→ Stored items:
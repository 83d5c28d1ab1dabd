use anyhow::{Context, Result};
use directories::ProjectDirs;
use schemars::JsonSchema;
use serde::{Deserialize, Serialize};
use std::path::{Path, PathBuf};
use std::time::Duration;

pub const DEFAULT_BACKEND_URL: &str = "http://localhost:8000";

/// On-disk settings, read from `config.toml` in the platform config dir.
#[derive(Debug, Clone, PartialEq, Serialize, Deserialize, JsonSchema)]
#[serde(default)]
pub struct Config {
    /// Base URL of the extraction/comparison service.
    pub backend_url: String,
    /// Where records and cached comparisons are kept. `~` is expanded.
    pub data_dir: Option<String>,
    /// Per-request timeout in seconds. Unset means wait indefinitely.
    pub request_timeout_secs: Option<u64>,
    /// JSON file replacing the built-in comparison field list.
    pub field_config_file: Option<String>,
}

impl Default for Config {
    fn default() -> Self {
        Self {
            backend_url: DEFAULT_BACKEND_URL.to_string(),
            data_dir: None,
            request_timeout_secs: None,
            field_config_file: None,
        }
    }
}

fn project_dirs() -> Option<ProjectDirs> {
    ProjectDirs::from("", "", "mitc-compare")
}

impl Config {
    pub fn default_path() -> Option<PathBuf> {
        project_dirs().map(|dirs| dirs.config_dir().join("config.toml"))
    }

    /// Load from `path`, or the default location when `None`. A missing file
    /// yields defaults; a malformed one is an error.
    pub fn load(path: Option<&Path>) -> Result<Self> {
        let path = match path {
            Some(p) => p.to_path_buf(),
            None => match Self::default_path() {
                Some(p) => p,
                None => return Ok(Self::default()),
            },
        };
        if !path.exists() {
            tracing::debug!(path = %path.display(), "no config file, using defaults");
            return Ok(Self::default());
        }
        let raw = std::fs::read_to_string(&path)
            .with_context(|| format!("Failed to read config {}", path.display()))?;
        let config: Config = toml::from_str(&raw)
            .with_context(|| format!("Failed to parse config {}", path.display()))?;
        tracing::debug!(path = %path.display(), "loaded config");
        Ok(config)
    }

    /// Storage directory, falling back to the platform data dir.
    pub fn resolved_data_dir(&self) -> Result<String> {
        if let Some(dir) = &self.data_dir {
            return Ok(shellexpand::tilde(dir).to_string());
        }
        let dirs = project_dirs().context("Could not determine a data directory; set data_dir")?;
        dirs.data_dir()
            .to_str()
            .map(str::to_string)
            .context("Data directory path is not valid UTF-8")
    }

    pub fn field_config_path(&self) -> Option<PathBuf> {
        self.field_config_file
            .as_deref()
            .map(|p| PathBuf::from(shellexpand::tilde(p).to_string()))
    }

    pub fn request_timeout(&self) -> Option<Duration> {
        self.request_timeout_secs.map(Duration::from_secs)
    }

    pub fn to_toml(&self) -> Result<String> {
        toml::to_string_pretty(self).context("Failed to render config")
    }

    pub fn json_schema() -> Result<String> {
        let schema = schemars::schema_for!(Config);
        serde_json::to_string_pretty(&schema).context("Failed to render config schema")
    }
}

==

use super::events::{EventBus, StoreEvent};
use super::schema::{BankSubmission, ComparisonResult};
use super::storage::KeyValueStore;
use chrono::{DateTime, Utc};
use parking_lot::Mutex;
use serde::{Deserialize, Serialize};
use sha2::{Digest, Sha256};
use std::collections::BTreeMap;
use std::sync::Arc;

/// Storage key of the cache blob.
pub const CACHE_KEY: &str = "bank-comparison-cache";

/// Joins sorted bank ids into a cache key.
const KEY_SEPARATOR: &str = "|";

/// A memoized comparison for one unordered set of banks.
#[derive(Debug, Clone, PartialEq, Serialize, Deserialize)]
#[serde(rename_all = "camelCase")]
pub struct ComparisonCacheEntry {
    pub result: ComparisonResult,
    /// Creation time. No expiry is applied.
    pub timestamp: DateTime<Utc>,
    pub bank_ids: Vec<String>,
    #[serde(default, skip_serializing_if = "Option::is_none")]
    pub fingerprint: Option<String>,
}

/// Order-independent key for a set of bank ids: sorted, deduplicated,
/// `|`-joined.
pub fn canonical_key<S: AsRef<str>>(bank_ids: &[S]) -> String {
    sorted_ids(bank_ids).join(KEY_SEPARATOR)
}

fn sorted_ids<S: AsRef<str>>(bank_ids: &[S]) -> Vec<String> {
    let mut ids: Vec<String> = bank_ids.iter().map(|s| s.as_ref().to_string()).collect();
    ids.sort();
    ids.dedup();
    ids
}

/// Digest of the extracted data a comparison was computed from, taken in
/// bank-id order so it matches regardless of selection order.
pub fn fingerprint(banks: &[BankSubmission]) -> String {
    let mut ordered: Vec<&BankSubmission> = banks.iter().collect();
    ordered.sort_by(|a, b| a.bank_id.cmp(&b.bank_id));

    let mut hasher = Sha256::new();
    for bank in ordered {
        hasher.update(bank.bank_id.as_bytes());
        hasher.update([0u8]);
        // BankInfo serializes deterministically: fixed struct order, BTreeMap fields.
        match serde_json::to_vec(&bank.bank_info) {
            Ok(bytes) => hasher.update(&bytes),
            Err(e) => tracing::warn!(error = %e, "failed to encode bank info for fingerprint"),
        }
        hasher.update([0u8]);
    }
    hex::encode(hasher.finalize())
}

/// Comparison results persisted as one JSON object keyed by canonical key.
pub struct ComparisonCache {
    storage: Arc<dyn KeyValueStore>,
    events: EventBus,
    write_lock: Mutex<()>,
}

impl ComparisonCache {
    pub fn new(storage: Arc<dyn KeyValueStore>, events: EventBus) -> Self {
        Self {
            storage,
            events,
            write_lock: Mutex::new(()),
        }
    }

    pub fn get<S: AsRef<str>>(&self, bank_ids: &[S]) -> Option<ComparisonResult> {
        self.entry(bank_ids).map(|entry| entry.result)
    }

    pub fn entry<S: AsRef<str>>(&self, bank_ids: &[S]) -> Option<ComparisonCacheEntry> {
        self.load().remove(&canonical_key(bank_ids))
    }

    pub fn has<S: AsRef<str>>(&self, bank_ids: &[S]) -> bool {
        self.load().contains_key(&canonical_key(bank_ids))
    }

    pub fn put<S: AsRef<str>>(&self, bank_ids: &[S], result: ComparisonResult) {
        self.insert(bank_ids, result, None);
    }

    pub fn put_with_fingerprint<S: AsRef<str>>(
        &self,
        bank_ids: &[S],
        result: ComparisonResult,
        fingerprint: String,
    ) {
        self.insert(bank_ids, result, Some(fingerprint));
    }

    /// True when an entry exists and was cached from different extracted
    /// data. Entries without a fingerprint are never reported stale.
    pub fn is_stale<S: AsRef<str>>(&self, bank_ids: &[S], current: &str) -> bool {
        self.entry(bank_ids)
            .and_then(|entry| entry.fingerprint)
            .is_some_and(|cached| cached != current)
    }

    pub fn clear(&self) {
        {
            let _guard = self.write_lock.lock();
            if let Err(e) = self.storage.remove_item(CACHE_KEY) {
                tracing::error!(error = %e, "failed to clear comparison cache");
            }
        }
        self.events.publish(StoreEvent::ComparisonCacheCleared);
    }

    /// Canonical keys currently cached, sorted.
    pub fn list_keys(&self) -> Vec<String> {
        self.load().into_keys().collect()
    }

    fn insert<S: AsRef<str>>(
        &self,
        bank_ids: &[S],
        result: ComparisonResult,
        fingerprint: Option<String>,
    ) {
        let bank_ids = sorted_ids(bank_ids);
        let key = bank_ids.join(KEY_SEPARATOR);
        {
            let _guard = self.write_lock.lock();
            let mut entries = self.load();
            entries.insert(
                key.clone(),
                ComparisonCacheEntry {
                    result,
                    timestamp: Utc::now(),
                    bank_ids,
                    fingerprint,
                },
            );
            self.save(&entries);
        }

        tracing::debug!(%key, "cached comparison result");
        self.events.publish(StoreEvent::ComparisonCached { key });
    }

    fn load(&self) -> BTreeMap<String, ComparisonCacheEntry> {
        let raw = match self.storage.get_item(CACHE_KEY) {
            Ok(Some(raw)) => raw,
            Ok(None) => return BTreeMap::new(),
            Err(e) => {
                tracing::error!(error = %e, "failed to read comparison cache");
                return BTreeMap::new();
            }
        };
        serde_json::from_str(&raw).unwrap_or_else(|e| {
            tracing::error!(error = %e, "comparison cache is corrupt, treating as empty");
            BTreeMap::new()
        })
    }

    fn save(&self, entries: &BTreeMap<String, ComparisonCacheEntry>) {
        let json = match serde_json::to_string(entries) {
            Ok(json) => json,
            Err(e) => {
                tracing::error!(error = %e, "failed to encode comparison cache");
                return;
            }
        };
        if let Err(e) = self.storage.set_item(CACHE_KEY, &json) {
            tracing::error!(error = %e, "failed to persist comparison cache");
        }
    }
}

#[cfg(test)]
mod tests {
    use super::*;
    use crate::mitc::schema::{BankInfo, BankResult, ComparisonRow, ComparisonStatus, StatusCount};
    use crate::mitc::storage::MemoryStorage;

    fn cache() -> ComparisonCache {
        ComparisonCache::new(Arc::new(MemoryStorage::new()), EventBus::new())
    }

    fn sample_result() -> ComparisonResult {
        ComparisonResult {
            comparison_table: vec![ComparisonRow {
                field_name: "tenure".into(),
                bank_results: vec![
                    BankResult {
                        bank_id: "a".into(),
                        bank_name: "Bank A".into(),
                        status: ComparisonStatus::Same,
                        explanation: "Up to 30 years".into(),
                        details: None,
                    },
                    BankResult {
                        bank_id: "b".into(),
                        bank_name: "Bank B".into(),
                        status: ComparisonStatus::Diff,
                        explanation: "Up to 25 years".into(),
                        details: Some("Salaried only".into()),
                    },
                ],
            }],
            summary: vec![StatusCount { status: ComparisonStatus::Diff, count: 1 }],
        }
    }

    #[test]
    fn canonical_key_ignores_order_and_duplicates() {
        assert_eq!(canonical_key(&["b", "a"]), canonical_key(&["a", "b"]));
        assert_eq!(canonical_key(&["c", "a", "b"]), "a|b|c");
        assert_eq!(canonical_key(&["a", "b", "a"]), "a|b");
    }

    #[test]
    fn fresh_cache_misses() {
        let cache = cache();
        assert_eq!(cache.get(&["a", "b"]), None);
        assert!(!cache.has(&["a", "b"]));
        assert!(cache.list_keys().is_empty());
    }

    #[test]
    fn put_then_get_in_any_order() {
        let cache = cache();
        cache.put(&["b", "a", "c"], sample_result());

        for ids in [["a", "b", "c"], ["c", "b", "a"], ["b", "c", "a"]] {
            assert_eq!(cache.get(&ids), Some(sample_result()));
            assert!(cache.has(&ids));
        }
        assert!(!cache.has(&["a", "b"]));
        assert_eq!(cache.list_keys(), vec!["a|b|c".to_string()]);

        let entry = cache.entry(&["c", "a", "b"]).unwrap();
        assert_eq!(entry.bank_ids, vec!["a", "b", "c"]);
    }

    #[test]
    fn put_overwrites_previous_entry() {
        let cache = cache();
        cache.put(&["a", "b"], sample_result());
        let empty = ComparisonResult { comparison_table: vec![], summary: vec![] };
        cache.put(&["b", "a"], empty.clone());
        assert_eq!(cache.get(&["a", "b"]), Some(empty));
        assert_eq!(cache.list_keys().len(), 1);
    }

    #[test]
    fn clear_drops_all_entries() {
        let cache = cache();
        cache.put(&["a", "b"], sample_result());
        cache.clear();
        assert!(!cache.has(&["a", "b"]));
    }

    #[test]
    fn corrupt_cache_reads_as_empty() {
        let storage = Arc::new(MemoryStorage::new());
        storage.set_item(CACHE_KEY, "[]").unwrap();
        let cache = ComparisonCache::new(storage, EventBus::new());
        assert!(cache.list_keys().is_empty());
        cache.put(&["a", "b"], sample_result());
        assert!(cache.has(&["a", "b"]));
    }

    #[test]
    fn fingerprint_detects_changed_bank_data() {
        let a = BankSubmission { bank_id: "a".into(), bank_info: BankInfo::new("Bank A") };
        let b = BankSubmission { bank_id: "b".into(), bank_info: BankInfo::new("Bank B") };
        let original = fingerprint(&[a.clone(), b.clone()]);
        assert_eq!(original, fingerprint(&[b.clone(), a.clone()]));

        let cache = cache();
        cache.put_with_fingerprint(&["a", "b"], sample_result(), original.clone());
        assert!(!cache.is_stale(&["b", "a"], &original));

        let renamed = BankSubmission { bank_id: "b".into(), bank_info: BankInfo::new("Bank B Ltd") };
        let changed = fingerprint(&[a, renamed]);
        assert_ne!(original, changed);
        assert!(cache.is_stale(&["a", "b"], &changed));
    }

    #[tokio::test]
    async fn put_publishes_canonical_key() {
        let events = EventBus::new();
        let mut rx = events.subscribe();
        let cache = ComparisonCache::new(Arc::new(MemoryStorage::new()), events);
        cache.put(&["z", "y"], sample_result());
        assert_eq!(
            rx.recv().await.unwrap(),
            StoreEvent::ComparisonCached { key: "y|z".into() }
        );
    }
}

→ What the exercise asks:
Return a copy of every line in the records that includes the string "MemoryStorage".

→ Task response:
    use crate::mitc::storage::MemoryStorage;
        ComparisonCache::new(Arc::new(MemoryStorage::new()), EventBus::new())
        let storage = Arc::new(MemoryStorage::new());
        let cache = ComparisonCache::new(Arc::new(MemoryStorage::new()), events);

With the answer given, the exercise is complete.